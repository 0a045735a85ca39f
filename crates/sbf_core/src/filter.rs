//! Single Bloom filter over a [`Bitmap`].
use crate::bitmap::Bitmap;
use crate::errors::Result;
use crate::hash::bit_positions;

#[derive(Debug, Clone, Copy, PartialEq, Eq)]
pub enum AddOutcome {
    Added,
    /// Every bit for the key was already set.
    AlreadyPresent,
}

#[derive(Debug)]
pub struct BloomFilter {
    bitmap: Bitmap,
    k: u32,
    /// m, taken from the bitmap
    bits: u64,
    /// set bits, kept in step with the bitmap
    bits_set: u64,
    owns_bitmap: bool,
}

impl BloomFilter {
    /// Wraps a bitmap that already has the right size. `m` is the bitmap's
    /// bit length; `k` is clamped to at least 1.
    ///
    /// Existing bits are counted once so a reloaded filter reports its load.
    pub fn new(bitmap: Bitmap, k: u32, owns_bitmap: bool) -> Self {
        let bits = bitmap.bit_len();
        let bits_set = bitmap.count_ones();
        Self { bitmap, k: k.max(1), bits, bits_set, owns_bitmap }
    }

    pub fn add(&mut self, key: &[u8]) -> AddOutcome {
        let mut present = true;
        for bit in bit_positions(key, self.k, self.bits) {
            if !self.bitmap.get_bit(bit) {
                self.bitmap.set_bit(bit, true);
                self.bits_set += 1;
                present = false;
            }
        }
        if present { AddOutcome::AlreadyPresent } else { AddOutcome::Added }
    }

    pub fn contains(&self, key: &[u8]) -> bool {
        bit_positions(key, self.k, self.bits).all(|bit| self.bitmap.get_bit(bit))
    }

    /// `-(m/k) * ln(1 - X/m)` with X the set-bit count. Saturates at
    /// `u64::MAX` once every bit is set.
    pub fn estimated_count(&self) -> u64 {
        let m = self.bits as f64;
        let x = self.bits_set as f64;
        let n = -(m / self.k as f64) * (1.0 - x / m).ln();
        n.round() as u64
    }

    pub fn k(&self) -> u32 {
        self.k
    }

    pub fn bit_len(&self) -> u64 {
        self.bits
    }

    pub fn byte_size(&self) -> u64 {
        self.bitmap.len()
    }

    pub fn bits_set(&self) -> u64 {
        self.bits_set
    }

    pub fn owns_bitmap(&self) -> bool {
        self.owns_bitmap
    }

    pub fn bitmap(&self) -> &Bitmap {
        &self.bitmap
    }

    /// Syncs the bitmap regardless of ownership.
    pub fn flush(&self) -> Result<()> {
        self.bitmap.flush()
    }

    /// Closes an owned bitmap. A bitmap owned by someone else is not touched
    /// and is handed back.
    pub fn close(self) -> Result<Option<Bitmap>> {
        if self.owns_bitmap {
            self.bitmap.close()?;
            Ok(None)
        } else {
            Ok(Some(self.bitmap))
        }
    }
}
//! Broker error types.

use thiserror::Error;

#[derive(Debug, Error)]
pub enum BrokerError {
    #[error("HTTP client error: {0}")]
    HttpClient(String),

    #[error("Broker rejected request: {message} (code {code})")]
    Api { code: String, message: String },

    #[error("Invalid broker response: {0}")]
    InvalidResponse(String),

    #[error("No quote for {0}")]
    NoQuote(String),
}

pub type BrokerResult<T> = Result<T, BrokerError>;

Problem description: Reproduce every line of the records containing the string "derive".

Response to the task:
#[derive(Debug, Clone, Copy, PartialEq, Eq)]
#[derive(Debug)]
#[derive(Debug, Error)]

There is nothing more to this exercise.